• TASK GOAL: Within the listing below, please show every line carrying the string "TastemapError".

•••••

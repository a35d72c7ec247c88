//! End-to-end tests of scraping, searching, caching and storing

use crate::common::{
    boulder_indian, create_test_config, mount_ranking, mount_search, SEARCH_PATH, TOKEN,
};
use tastemap::fetch::FetchError;
use tastemap::output::generate_markdown_summary;
use tastemap::search::{BusinessSearch, SearchError};
use tastemap::shell::AppContext;
use tastemap::storage::{LocationColumn, Storage};
use tastemap::{Category, Config, ResponseCache, TastemapError};
use wiremock::matchers::{method, path};
use wiremock::{Mock, MockServer, ResponseTemplate};

/// Opens a context whose search client carries the test token
fn open_with_token(config: &Config) -> AppContext {
    let mut ctx = AppContext::open(config.clone()).expect("Failed to open context");
    ctx.search = BusinessSearch::with_api_key(ctx.client.clone(), &config.search, TOKEN);
    ctx
}

#[tokio::test]
async fn test_rankings_are_scraped_once_and_stored() {
    let server = MockServer::start().await;
    let dir = tempfile::tempdir().unwrap();
    let config = create_test_config(&server.uri(), dir.path());
    mount_ranking(&server, 1).await;

    let mut ctx = open_with_token(&config);
    let cities = ctx.refresh_cities(false).await.unwrap();
    assert_eq!(cities.len(), 2);
    assert_eq!(cities[0].name, "Boulder");
    assert_eq!(cities[1].state, "Michigan");
    drop(ctx);

    // A second session reads the page from the cache file
    let mut ctx = open_with_token(&config);
    let cached = ctx.refresh_cities(false).await.unwrap();
    assert_eq!(cached, cities);

    let stored = ctx.storage.list_cities().unwrap();
    assert_eq!(stored.len(), 2);
    assert_eq!(stored[1].name, "Ann Arbor");
    assert_eq!(
        stored[0].description,
        "Mountains on one side, plains on the other."
    );
}

#[tokio::test]
async fn test_refresh_bypasses_cached_rankings() {
    let server = MockServer::start().await;
    let dir = tempfile::tempdir().unwrap();
    let config = create_test_config(&server.uri(), dir.path());
    mount_ranking(&server, 2).await;

    let mut ctx = open_with_token(&config);
    ctx.refresh_cities(false).await.unwrap();
    ctx.refresh_cities(true).await.unwrap();
    ctx.refresh_cities(false).await.unwrap();

    // Upserts keyed by rank never duplicate cities
    assert_eq!(ctx.storage.count_cities().unwrap(), 2);
}

#[tokio::test]
async fn test_search_is_stored_once_with_sentinels() {
    let server = MockServer::start().await;
    let dir = tempfile::tempdir().unwrap();
    let config = create_test_config(&server.uri(), dir.path());
    mount_ranking(&server, 1).await;
    mount_search(&server, "Boulder", "Indian", boulder_indian(), 1).await;

    let mut ctx = open_with_token(&config);
    ctx.refresh_cities(false).await.unwrap();

    let first = ctx.ensure_locations("Boulder", Category::Indian).await.unwrap();
    let second = ctx.ensure_locations("Boulder", Category::Indian).await.unwrap();
    assert_eq!(first, second);
    assert_eq!(first.len(), 3);
    assert_eq!(ctx.storage.count_locations().unwrap(), 3);

    assert_eq!(
        first[0].address.as_deref(),
        Some("1 Pearl St, Boulder, CO 80302")
    );
    assert_eq!(first[1].address.as_deref(), Some("2 Walnut St"));
    assert_eq!(first[2].rating, None);
    assert_eq!(first[2].price, None);
    assert_eq!(first[2].price_label(), "unavailable");

    let stored = ctx.storage.locations_for("Boulder", Category::Indian).unwrap();
    let boulder_id = ctx.storage.city_id("Boulder").unwrap();
    assert!(stored.iter().all(|row| row.city_id == boulder_id));

    let searches = ctx.storage.list_searches().unwrap();
    assert_eq!(searches.len(), 1);
    assert_eq!(searches[0].category, "Indian");
    assert_eq!(searches[0].location_count, 3);
}

#[tokio::test]
async fn test_cached_search_needs_no_api_key() {
    let server = MockServer::start().await;
    let dir = tempfile::tempdir().unwrap();
    let config = create_test_config(&server.uri(), dir.path());
    mount_ranking(&server, 1).await;
    mount_search(&server, "Boulder", "Indian", boulder_indian(), 1).await;

    let mut ctx = open_with_token(&config);
    ctx.refresh_cities(false).await.unwrap();
    ctx.ensure_locations("Boulder", Category::Indian).await.unwrap();
    drop(ctx);

    // Fresh database, same cache file, no token in the environment
    let mut fresh = config.clone();
    fresh.output.database_path = dir.path().join("second.db").to_string_lossy().into_owned();

    let mut ctx = AppContext::open(fresh).unwrap();
    ctx.refresh_cities(false).await.unwrap();
    let locations = ctx.ensure_locations("Boulder", Category::Indian).await.unwrap();
    assert_eq!(locations.len(), 3);

    // A pair that was never fetched cannot be searched without a token
    let result = ctx.ensure_locations("Ann Arbor", Category::Chinese).await;
    match result {
        Err(TastemapError::Fetch(FetchError::MissingApiKey(name))) => {
            assert_eq!(name, "TASTEMAP_TEST_UNSET_KEY");
        }
        other => panic!("Expected a missing API key error, got {:?}", other),
    }
    assert!(!ctx.storage.has_search("Ann Arbor", Category::Chinese).unwrap());
}

#[tokio::test]
async fn test_api_error_is_neither_cached_nor_stored() {
    let server = MockServer::start().await;
    let dir = tempfile::tempdir().unwrap();
    let config = create_test_config(&server.uri(), dir.path());
    mount_ranking(&server, 1).await;

    Mock::given(method("GET"))
        .and(path(SEARCH_PATH))
        .respond_with(ResponseTemplate::new(400).set_body_json(serde_json::json!({
            "error": {
                "code": "LOCATION_NOT_FOUND",
                "description": "Could not execute search, try specifying a more exact location."
            }
        })))
        .expect(2)
        .mount(&server)
        .await;

    let mut ctx = open_with_token(&config);
    ctx.refresh_cities(false).await.unwrap();
    let cached_entries = ctx.cache.len();

    for _ in 0..2 {
        let result = ctx.ensure_locations("Boulder", Category::British).await;
        match result {
            Err(TastemapError::Fetch(FetchError::Status { status, detail, .. })) => {
                assert_eq!(status, 400);
                assert!(detail.contains("more exact location"));
            }
            other => panic!("Expected a status error, got {:?}", other),
        }
    }

    assert_eq!(ctx.cache.len(), cached_entries);
    assert!(!ctx.storage.has_search("Boulder", Category::British).unwrap());
    assert_eq!(ctx.storage.count_locations().unwrap(), 0);

    let reloaded = ResponseCache::load(&config.output.cache_path);
    assert_eq!(reloaded.len(), cached_entries);
}

#[tokio::test]
async fn test_query_and_summary_over_stored_search() {
    let server = MockServer::start().await;
    let dir = tempfile::tempdir().unwrap();
    let config = create_test_config(&server.uri(), dir.path());
    mount_ranking(&server, 1).await;
    mount_search(&server, "Boulder", "Indian", boulder_indian(), 1).await;

    let mut ctx = open_with_token(&config);
    ctx.refresh_cities(false).await.unwrap();
    ctx.ensure_locations("Boulder", Category::Indian).await.unwrap();

    let rows = ctx
        .storage
        .query(
            &[LocationColumn::Name, LocationColumn::Rating],
            &[(
                LocationColumn::City,
                rusqlite::types::Value::Text("Boulder".to_string()),
            )],
        )
        .unwrap();
    assert_eq!(rows.len(), 3);
    assert_eq!(rows[0].len(), 2);

    let summary_path = std::path::Path::new(&config.output.summary_path);
    generate_markdown_summary(&ctx.storage, summary_path).unwrap();

    let markdown = std::fs::read_to_string(summary_path).unwrap();
    assert!(markdown.contains("## Boulder - Indian"));
    assert!(markdown.contains("- **Average rating**: 3.75"));
    assert!(markdown.contains("| 1 | Curry House | 4.5 | $$ |"));
    assert!(markdown.contains("| 3 | Spice Route | unavailable | unavailable | unavailable |"));
}

#[tokio::test]
async fn test_unmappable_response_is_not_cached() {
    let server = MockServer::start().await;
    let dir = tempfile::tempdir().unwrap();
    let config = create_test_config(&server.uri(), dir.path());
    mount_ranking(&server, 1).await;
    mount_search(
        &server,
        "Boulder",
        "American",
        serde_json::json!({"total": 0}),
        2,
    )
    .await;

    let mut ctx = open_with_token(&config);
    ctx.refresh_cities(false).await.unwrap();
    let cached_entries = ctx.cache.len();

    // Each attempt reaches the API again instead of replaying a bad entry
    for _ in 0..2 {
        let result = ctx.ensure_locations("Boulder", Category::American).await;
        assert!(matches!(
            result,
            Err(TastemapError::Search(SearchError::MissingBusinesses))
        ));
    }

    assert_eq!(ctx.cache.len(), cached_entries);
    assert!(!ctx.storage.has_search("Boulder", Category::American).unwrap());
}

•••••

• RESULT:
use tastemap::{Category, Config, ResponseCache, TastemapError};
        Err(TastemapError::Fetch(FetchError::MissingApiKey(name))) => {
            Err(TastemapError::Fetch(FetchError::Status { status, detail, .. })) => {
            Err(TastemapError::Search(SearchError::MissingBusinesses))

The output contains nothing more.